Wie Fresser-Aufzuchtbetriebe von 85 bis 200 kg (bei 1 100 g TZN und etwa vier Monaten) kalkulieren, zeigt das Beispiel:

Einkaufspreis Fleckviehkalb 85 kg (April/2015) inkl. 7 Prozent MwSt. frei Stall: 580 Euro (85 kg mal 6,20 Euro, plus 15 Euro Transport). Zusammen mit dem Zukaufspreis für das Fleckviehkalb in Höhe von 550 bis 650 Euro addieren sich die Produktionskosten für den Fresser mit 200 kg etwa 800 Euro. Hinzurechnen muss man die Entlohnung der Arbeit. Der tägliche Arbeitsaufwand liegt bei etwa morgens und abends je zwei Stunden Arbeit. Laut einer Arbeitskreis-Auswertung werden bei durchschnittlich 250 Plätzen 1 200 Stunden am Arbeitsplatz aufgewendet. Demnach sind als Kosten der Arbeit pro Fresser etwa 2 Stunden x 20 Euro = 40 Euro anzusetzen. Als Zinsanspruch müssen je Fresser etwa 8 Euro (im Mittel 650 Euro x 5 Prozent x 3 Monate) gerechnet werden. Bei den Kosten für den Stallplatz wird es ebenfalls eng, sofern nicht alte/abgeschriebene Ställe genutzt werden. Der Neubau kostet mindestens 1 500 Euro/Platz und damit etwa 150 Euro Festkosten pro Jahr oder 40 Euro/Fresser. Bei Altbauten kommt man mit etwa 10 Euro/Tier „Unterhaltskosten für Gebäude“ aus.

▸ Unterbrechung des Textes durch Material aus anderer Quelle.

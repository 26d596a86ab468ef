use super::engine::{DatabaseInfo, DocumentCursor, DocumentStore, FindSpec, UpdateOutcome};
use super::matcher::{apply_update, matches, sort_documents, validate_replacement, values_equal};
use crate::core::{ID_FIELD, StoreError, StoreResult};
use async_trait::async_trait;
use futures::StreamExt;
use mongodb::bson::{Bson, Document, doc, oid::ObjectId};
use std::collections::HashMap;
use std::sync::Arc;
use tokio::sync::RwLock;

const DEFAULT_DATABASE: &str = "test";

/// In-memory document store
///
/// Collections keep documents in insertion order, which is the natural order
/// returned by unsorted finds. Clone-friendly via Arc: clones share data.
#[derive(Clone)]
pub struct MemoryStore {
    database: String,
    collections: Arc<RwLock<HashMap<String, Vec<Document>>>>,
}

impl MemoryStore {
    pub fn new() -> Self {
        Self::with_database(DEFAULT_DATABASE)
    }

    /// Create a store reporting `database` as its only database
    pub fn with_database(database: &str) -> Self {
        Self {
            database: database.to_string(),
            collections: Arc::new(RwLock::new(HashMap::new())),
        }
    }

    /// Snapshot of a collection's documents in natural order
    pub async fn documents(&self, collection: &str) -> Vec<Document> {
        let collections = self.collections.read().await;
        collections.get(collection).cloned().unwrap_or_default()
    }

    /// Collection names
    pub async fn list_collections(&self) -> Vec<String> {
        let collections = self.collections.read().await;
        let mut names: Vec<String> = collections.keys().cloned().collect();
        names.sort();
        names
    }

    fn namespace(&self, collection: &str) -> String {
        format!("{}.{}", self.database, collection)
    }

    fn position(documents: &[Document], filter: &Document) -> StoreResult<Option<usize>> {
        for (index, document) in documents.iter().enumerate() {
            if matches(document, filter)? {
                return Ok(Some(index));
            }
        }
        Ok(None)
    }

    fn filtered(documents: &[Document], filter: &Document) -> StoreResult<Vec<Document>> {
        let mut out = Vec::new();
        for document in documents {
            if matches(document, filter)? {
                out.push(document.clone());
            }
        }
        Ok(out)
    }

    /// Assign an `_id` when missing and reject duplicates
    fn prepare_insert(
        &self,
        collection: &str,
        existing: &[Document],
        mut document: Document,
    ) -> StoreResult<(Bson, Document)> {
        let id = match document.get(ID_FIELD) {
            Some(id) => id.clone(),
            None => {
                let id = Bson::ObjectId(ObjectId::new());
                // _id leads the document, as the server stores it
                let mut with_id = Document::new();
                with_id.insert(ID_FIELD, id.clone());
                for (key, value) in document {
                    with_id.insert(key, value);
                }
                document = with_id;
                id
            }
        };

        // Numerically equal ids of different widths collide, as on the server
        if existing
            .iter()
            .any(|doc| doc.get(ID_FIELD).is_some_and(|other| values_equal(other, &id)))
        {
            return Err(StoreError::DuplicateKey {
                collection: self.namespace(collection),
                key: id.to_string(),
            });
        }

        Ok((id, document))
    }
}

impl Default for MemoryStore {
    fn default() -> Self {
        Self::new()
    }
}

#[async_trait]
impl DocumentStore for MemoryStore {
    async fn count(&self, collection: &str, filter: Document) -> StoreResult<u64> {
        let collections = self.collections.read().await;
        let documents = collections.get(collection).map(Vec::as_slice).unwrap_or_default();
        Ok(Self::filtered(documents, &filter)?.len() as u64)
    }

    async fn find(&self, collection: &str, filter: Document, spec: FindSpec) -> StoreResult<DocumentCursor> {
        let mut rows = {
            let collections = self.collections.read().await;
            let documents = collections.get(collection).map(Vec::as_slice).unwrap_or_default();
            Self::filtered(documents, &filter)?
        };

        if let Some(sort) = &spec.sort {
            sort_documents(&mut rows, sort)?;
        }

        let skip = spec.skip.unwrap_or(0) as usize;
        let limit = match spec.limit {
            Some(0) | None => usize::MAX,
            Some(limit) => limit as usize,
        };

        let rows: Vec<StoreResult<Document>> = rows.into_iter().skip(skip).take(limit).map(Ok).collect();
        Ok(futures::stream::iter(rows).boxed())
    }

    async fn find_one(&self, collection: &str, filter: Document) -> StoreResult<Option<Document>> {
        let collections = self.collections.read().await;
        let documents = collections.get(collection).map(Vec::as_slice).unwrap_or_default();
        Ok(Self::position(documents, &filter)?.map(|index| documents[index].clone()))
    }

    async fn insert_one(&self, collection: &str, document: Document) -> StoreResult<Bson> {
        let mut collections = self.collections.write().await;
        let documents = collections.entry(collection.to_string()).or_default();
        let (id, document) = self.prepare_insert(collection, documents, document)?;
        documents.push(document);
        Ok(id)
    }

    async fn insert_many(&self, collection: &str, batch: Vec<Document>) -> StoreResult<u64> {
        let mut collections = self.collections.write().await;
        let documents = collections.entry(collection.to_string()).or_default();

        // Ordered insert: documents before a failure stay written
        let mut written = 0;
        for document in batch {
            let (_, document) = self.prepare_insert(collection, documents, document)?;
            documents.push(document);
            written += 1;
        }
        Ok(written)
    }

    async fn replace_one(&self, collection: &str, filter: Document, replacement: Document) -> StoreResult<UpdateOutcome> {
        validate_replacement(&replacement)?;

        let mut collections = self.collections.write().await;
        let Some(documents) = collections.get_mut(collection) else {
            return Ok(UpdateOutcome::default());
        };
        let Some(index) = Self::position(documents, &filter)? else {
            return Ok(UpdateOutcome::default());
        };

        let current_id = documents[index].get(ID_FIELD).cloned();
        if let Some(new_id) = replacement.get(ID_FIELD) {
            if current_id.as_ref() != Some(new_id) {
                return Err(StoreError::InvalidDocument(
                    "the (immutable) field '_id' was found to have been altered".to_string(),
                ));
            }
        }

        let mut replaced = Document::new();
        if let Some(id) = current_id {
            replaced.insert(ID_FIELD, id);
        }
        for (key, value) in replacement {
            if key != ID_FIELD {
                replaced.insert(key, value);
            }
        }

        let modified = u64::from(documents[index] != replaced);
        documents[index] = replaced;
        Ok(UpdateOutcome { matched: 1, modified })
    }

    async fn update_one(&self, collection: &str, filter: Document, update: Document) -> StoreResult<UpdateOutcome> {
        let mut collections = self.collections.write().await;
        let Some(documents) = collections.get_mut(collection) else {
            return Ok(UpdateOutcome::default());
        };
        let Some(index) = Self::position(documents, &filter)? else {
            return Ok(UpdateOutcome::default());
        };

        let mut updated = documents[index].clone();
        apply_update(&mut updated, &update)?;
        let modified = u64::from(documents[index] != updated);
        documents[index] = updated;
        Ok(UpdateOutcome { matched: 1, modified })
    }

    async fn delete_one(&self, collection: &str, filter: Document) -> StoreResult<u64> {
        let mut collections = self.collections.write().await;
        let Some(documents) = collections.get_mut(collection) else {
            return Ok(0);
        };
        match Self::position(documents, &filter)? {
            Some(index) => {
                documents.remove(index);
                Ok(1)
            }
            None => Ok(0),
        }
    }

    async fn delete_many(&self, collection: &str, filter: Document) -> StoreResult<u64> {
        let mut collections = self.collections.write().await;
        let Some(documents) = collections.get_mut(collection) else {
            return Ok(0);
        };

        // Evaluate every match before touching the collection
        let mut doomed = Vec::with_capacity(documents.len());
        for document in documents.iter() {
            doomed.push(matches(document, &filter)?);
        }

        let before = documents.len();
        let mut flags = doomed.into_iter();
        documents.retain(|_| !flags.next().unwrap_or(false));
        Ok((before - documents.len()) as u64)
    }

    async fn drop_collection(&self, collection: &str) -> StoreResult<()> {
        let mut collections = self.collections.write().await;
        collections.remove(collection);
        Ok(())
    }

    async fn server_info(&self) -> StoreResult<Document> {
        Ok(doc! {
            "version": env!("CARGO_PKG_VERSION"),
            "storageEngines": ["memory"],
            "ok": 1.0,
        })
    }

    async fn list_databases(&self) -> StoreResult<Vec<DatabaseInfo>> {
        let collections = self.collections.read().await;
        Ok(vec![DatabaseInfo {
            name: self.database.clone(),
            size_on_disk: 0,
            empty: collections.values().all(Vec::is_empty),
        }])
    }
}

Gute Betriebe erzielen circa 20 Euro pro Stunde

Alles in allem betragen die „Vollkosten“ der Fresseraufzucht stolze 850 Euro. Da es jedoch schwierig ist, die Fresser für diese Preise zu verkaufen, kommt es im Betrieb darauf an, an möglichst vielen Kostenschrauben zu drehen, um die Tiere zu den am Markt bezahlten Preisen ohne Verluste verkaufen zu können.

Der kostendeckende Verkauf der Fresser ist genauso schwierig wie die Aufzucht selbst. Nicht immer ist die Nachfrage groß genug und die Preise sind nur selten zum Frohlocken. Der Markt wird auch durch den Gesundheitsstatus, zum Beispiel BHV1-Status, beeinflusst und je mehr Bundesländer BHV1-frei werden, umso offener wird der Markt. Gesucht sind vor allem große Gruppen von mindestens 50 bis zu 200 Tieren. Entscheidend für das Gewicht und die Preise ist nicht das einzelne Tier, sondern die gesamte Gruppe.

Nach Auswertungen haben ergeben, dass der Gewinn bei den Fresseraufzuchtbetrieben in den letzten Jahren je Fresser bei 36 Euro lag, das sind bei drei Umtrieben je Platz etwa 110 Eu­ro. Das zeigt, dass in der Praxis etwas „anders gerechnet“ wird und die Könner mit den Rahmenbedingungen klarkommen. Bezogen auf Arbeitsaufwand von 1,5 bis 2 Stunden je Fresser (also 5 Stunden je Platz) errechnet sich eine Verwertung der Arbeitszeit von 22 Euro je Stunde.